With iOS 8, Apple has opened some 4,000 APIs, giving developers an unprecedented opportunity to exploit the software as a platform for always-and-anywhere-connected personal computing.

"[W]e have a very large vision of what iOS can be and we're incredibly excited about our plans," Cook said in his opening prepared remarks.

-4 Lots of iPad innovation ahead

"We still feel that category [i.e., tablets] as a whole is in its early days and that there is also significant innovation that can be brought to the iPad and we plan on doing that. When I look at the top level numbers, I get really excited when I see that more than 50% of the iPads that we're selling are going to someone who is a first time tablet buyer."

iPad sales have dropped for two consecutive quarters overall. Cook pointed out that Apple has sold 225 million of them, that current owners report very high satisfaction with the product. It's interesting to speculate on what Cook means by "significant innovation." Does that cover evolutionary changes such as making the iPad thinner and lighter? Or does he have in mind something more radical (and, yes, evolutionary changes over time can result in something radically different from the starting point)...and, if so, what would that be?

He also made clear that a big market for future iPad growth is the enterprise. Cook noted that while 99 percent of the Fortune 500 have at least some iPads, "the penetration is business is low: it's only 20%." Penetration means the number of users actually working with an iPad or iPhone. By contrast, notebook PC penetration is over 60% , he said. That represents a big iPad opportunity with a "substantial upside" in the business market, according to Cook.

Which brings us to....

-5 Start thinking of Apple as, also, an "enterprise" company

"And this [substantial upside] was one of the thinkings [sic] behind the partnership with IBM that we announced last week," Cook said. "We think that the core thing that a better go to market, which IBM clearly brings to the table, but even more importantly apps that are written with Mobile First in mind. Not all but many of the enterprises apps that have been written for iPad have been essentially ports from a desktop arrangement and haven't taken full advantage of mobile."

Mobile First is IBM's comprehensive plan to help enterprise customers marshal the resources to design, deploy, manage and operate a mobile business, ranging from point apps, through redesigned business processes, to "business transformation."

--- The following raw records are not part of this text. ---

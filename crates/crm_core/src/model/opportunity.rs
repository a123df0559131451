//! Opportunity domain model and pipeline stages.
//!
//! # Responsibility
//! - Define the opportunity record, its patch and the seven ordered pipeline
//!   stages.
//!
//! # Invariants
//! - `stage` is always one of the seven `PipelineStage` values.
//! - `Won` and `Lost` are terminal: they never count as active pipeline.
//! - Stage transitions are not constrained; any stage may follow any other.

use super::{require_amount, require_percent, require_text, EntityId, EntityKind, ValidationError};
use chrono::NaiveDate;
use serde::{Deserialize, Serialize};
use std::error::Error;
use std::fmt::{Display, Formatter};
use std::str::FromStr;

/// Sales pipeline stage, declared in pipeline order.
#[derive(Debug, Clone, Copy, PartialEq, Eq, Hash, PartialOrd, Ord, Serialize, Deserialize)]
pub enum PipelineStage {
    #[serde(rename = "prospeccao")]
    Prospecting,
    #[serde(rename = "qualificacao")]
    Qualification,
    #[serde(rename = "proposta")]
    Proposal,
    #[serde(rename = "negociacao")]
    Negotiation,
    #[serde(rename = "fechamento")]
    Closing,
    #[serde(rename = "ganho")]
    Won,
    #[serde(rename = "perdido")]
    Lost,
}

impl PipelineStage {
    pub const ALL: [PipelineStage; 7] = [
        Self::Prospecting,
        Self::Qualification,
        Self::Proposal,
        Self::Negotiation,
        Self::Closing,
        Self::Won,
        Self::Lost,
    ];

    pub fn as_str(self) -> &'static str {
        match self {
            Self::Prospecting => "prospeccao",
            Self::Qualification => "qualificacao",
            Self::Proposal => "proposta",
            Self::Negotiation => "negociacao",
            Self::Closing => "fechamento",
            Self::Won => "ganho",
            Self::Lost => "perdido",
        }
    }

    /// Display label shown on pipeline boards.
    pub fn label(self) -> &'static str {
        match self {
            Self::Prospecting => "Prospecção",
            Self::Qualification => "Qualificação",
            Self::Proposal => "Proposta",
            Self::Negotiation => "Negociação",
            Self::Closing => "Fechamento",
            Self::Won => "Ganho",
            Self::Lost => "Perdido",
        }
    }

    /// 1-based position in the pipeline.
    pub fn order(self) -> u8 {
        match self {
            Self::Prospecting => 1,
            Self::Qualification => 2,
            Self::Proposal => 3,
            Self::Negotiation => 4,
            Self::Closing => 5,
            Self::Won => 6,
            Self::Lost => 7,
        }
    }

    pub fn is_terminal(self) -> bool {
        matches!(self, Self::Won | Self::Lost)
    }
}

impl Display for PipelineStage {
    fn fmt(&self, f: &mut Formatter<'_>) -> std::fmt::Result {
        f.write_str(self.as_str())
    }
}

/// Raised when a stage name does not match any pipeline stage.
#[derive(Debug, Clone, PartialEq, Eq)]
pub struct UnknownStage(pub String);

impl Display for UnknownStage {
    fn fmt(&self, f: &mut Formatter<'_>) -> std::fmt::Result {
        write!(f, "unknown pipeline stage `{}`", self.0)
    }
}

impl Error for UnknownStage {}

impl FromStr for PipelineStage {
    type Err = UnknownStage;

    fn from_str(value: &str) -> Result<Self, Self::Err> {
        let normalized = value.trim();
        Self::ALL
            .into_iter()
            .find(|stage| stage.as_str() == normalized)
            .ok_or_else(|| UnknownStage(normalized.to_string()))
    }
}

/// Canonical opportunity record.
#[derive(Debug, Clone, PartialEq, Serialize, Deserialize)]
pub struct Opportunity {
    #[serde(default)]
    pub id: EntityId,
    /// Owning client. Blank only in conversion input, where the store
    /// synthesizes a client from the lead.
    #[serde(rename = "clienteId", default)]
    pub client_id: EntityId,
    #[serde(rename = "leadId", default, skip_serializing_if = "Option::is_none")]
    pub lead_id: Option<EntityId>,
    #[serde(rename = "titulo")]
    pub title: String,
    #[serde(rename = "descricao", default)]
    pub description: String,
    #[serde(rename = "valor")]
    pub value: f64,
    /// Win probability, 0..=100.
    #[serde(rename = "probabilidade")]
    pub probability: u8,
    #[serde(rename = "estagio")]
    pub stage: PipelineStage,
    #[serde(rename = "dataInicio")]
    pub start_date: NaiveDate,
    #[serde(rename = "dataFechamentoPrevista")]
    pub expected_close_date: NaiveDate,
    #[serde(
        rename = "dataFechamentoReal",
        default,
        skip_serializing_if = "Option::is_none"
    )]
    pub actual_close_date: Option<NaiveDate>,
    #[serde(rename = "responsavel")]
    pub owner: String,
    #[serde(rename = "origem", default)]
    pub source: String,
    #[serde(
        rename = "concorrentes",
        default,
        skip_serializing_if = "Option::is_none"
    )]
    pub competitors: Option<Vec<String>>,
    #[serde(rename = "proximaAcao", default, skip_serializing_if = "Option::is_none")]
    pub next_action: Option<String>,
    #[serde(
        rename = "dataProximaAcao",
        default,
        skip_serializing_if = "Option::is_none"
    )]
    pub next_action_date: Option<NaiveDate>,
    #[serde(rename = "observacoes", default, skip_serializing_if = "Option::is_none")]
    pub notes: Option<String>,
}

impl Opportunity {
    /// Creates an unsaved opportunity in `Prospecting` starting on `today`.
    pub fn new(
        client_id: impl Into<EntityId>,
        title: impl Into<String>,
        value: f64,
        owner: impl Into<String>,
        today: NaiveDate,
        expected_close_date: NaiveDate,
    ) -> Self {
        Self {
            id: EntityId::new(),
            client_id: client_id.into(),
            lead_id: None,
            title: title.into(),
            description: String::new(),
            value,
            probability: 10,
            stage: PipelineStage::Prospecting,
            start_date: today,
            expected_close_date,
            actual_close_date: None,
            owner: owner.into(),
            source: String::new(),
            competitors: None,
            next_action: None,
            next_action_date: None,
            notes: None,
        }
    }

    pub fn validate(&self) -> Result<(), ValidationError> {
        require_text(EntityKind::Opportunity, "titulo", &self.title)?;
        require_text(EntityKind::Opportunity, "clienteId", &self.client_id)?;
        require_amount(EntityKind::Opportunity, "valor", self.value)?;
        require_percent(EntityKind::Opportunity, "probabilidade", self.probability)?;
        Ok(())
    }

    pub fn is_active(&self) -> bool {
        !self.stage.is_terminal()
    }

    pub fn has_client(&self) -> bool {
        !self.client_id.trim().is_empty()
    }
}

#[derive(Debug, Clone, Default, PartialEq, Serialize, Deserialize)]
#[serde(default)]
pub struct OpportunityPatch {
    #[serde(rename = "clienteId")]
    pub client_id: Option<EntityId>,
    #[serde(
        rename = "leadId",
        default,
        with = "::serde_with::rust::double_option"
    )]
    pub lead_id: Option<Option<EntityId>>,
    #[serde(rename = "titulo")]
    pub title: Option<String>,
    #[serde(rename = "descricao")]
    pub description: Option<String>,
    #[serde(rename = "valor")]
    pub value: Option<f64>,
    #[serde(rename = "probabilidade")]
    pub probability: Option<u8>,
    #[serde(rename = "estagio")]
    pub stage: Option<PipelineStage>,
    #[serde(rename = "dataInicio")]
    pub start_date: Option<NaiveDate>,
    #[serde(rename = "dataFechamentoPrevista")]
    pub expected_close_date: Option<NaiveDate>,
    #[serde(
        rename = "dataFechamentoReal",
        default,
        with = "::serde_with::rust::double_option"
    )]
    pub actual_close_date: Option<Option<NaiveDate>>,
    #[serde(rename = "responsavel")]
    pub owner: Option<String>,
    #[serde(rename = "origem")]
    pub source: Option<String>,
    #[serde(
        rename = "concorrentes",
        default,
        with = "::serde_with::rust::double_option"
    )]
    pub competitors: Option<Option<Vec<String>>>,
    #[serde(
        rename = "proximaAcao",
        default,
        with = "::serde_with::rust::double_option"
    )]
    pub next_action: Option<Option<String>>,
    #[serde(
        rename = "dataProximaAcao",
        default,
        with = "::serde_with::rust::double_option"
    )]
    pub next_action_date: Option<Option<NaiveDate>>,
    #[serde(
        rename = "observacoes",
        default,
        with = "::serde_with::rust::double_option"
    )]
    pub notes: Option<Option<String>>,
}

impl OpportunityPatch {
    pub fn apply_to(self, opportunity: &mut Opportunity) {
        if let Some(value) = self.client_id {
            opportunity.client_id = value;
        }
        if let Some(value) = self.lead_id {
            opportunity.lead_id = value;
        }
        if let Some(value) = self.title {
            opportunity.title = value;
        }
        if let Some(value) = self.description {
            opportunity.description = value;
        }
        if let Some(value) = self.value {
            opportunity.value = value;
        }
        if let Some(value) = self.probability {
            opportunity.probability = value;
        }
        if let Some(value) = self.stage {
            opportunity.stage = value;
        }
        if let Some(value) = self.start_date {
            opportunity.start_date = value;
        }
        if let Some(value) = self.expected_close_date {
            opportunity.expected_close_date = value;
        }
        if let Some(value) = self.actual_close_date {
            opportunity.actual_close_date = value;
        }
        if let Some(value) = self.owner {
            opportunity.owner = value;
        }
        if let Some(value) = self.source {
            opportunity.source = value;
        }
        if let Some(value) = self.competitors {
            opportunity.competitors = value;
        }
        if let Some(value) = self.next_action {
            opportunity.next_action = value;
        }
        if let Some(value) = self.next_action_date {
            opportunity.next_action_date = value;
        }
        if let Some(value) = self.notes {
            opportunity.notes = value;
        }
    }
}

In his opening statement during the earnings call, Cook said "We forged a relationship with IBM to deliver a new class of mobile business solutions to enterprise customers....We are working together to provide companies access to the power of Big Data analytics, right on every employee's iPhone or iPad. Using Swift [Apple's new programming language], we will collaborate to bring over 100 Mobile First apps to enterprise clients, each addressing a specific industry need or opportunity."

It's interesting that Cook focuses on what he sees as one the main failing, and hence opportunity, for enterprise mobility: apps that have not yet fully exploited mobility -- the ability to engage with customers and partners, and with enterprise data and systems, anytime and anywhere. Apple seems to be betting that iOS can become the enterprise mobile standard to the degree it can improve the way people work today.

Later in the discussion, Cook added: "And we win if we can drive that penetration number I spoke about from 20% to 60%. That would be incredibly exciting here. The walls would shake. And so that's what I hope for."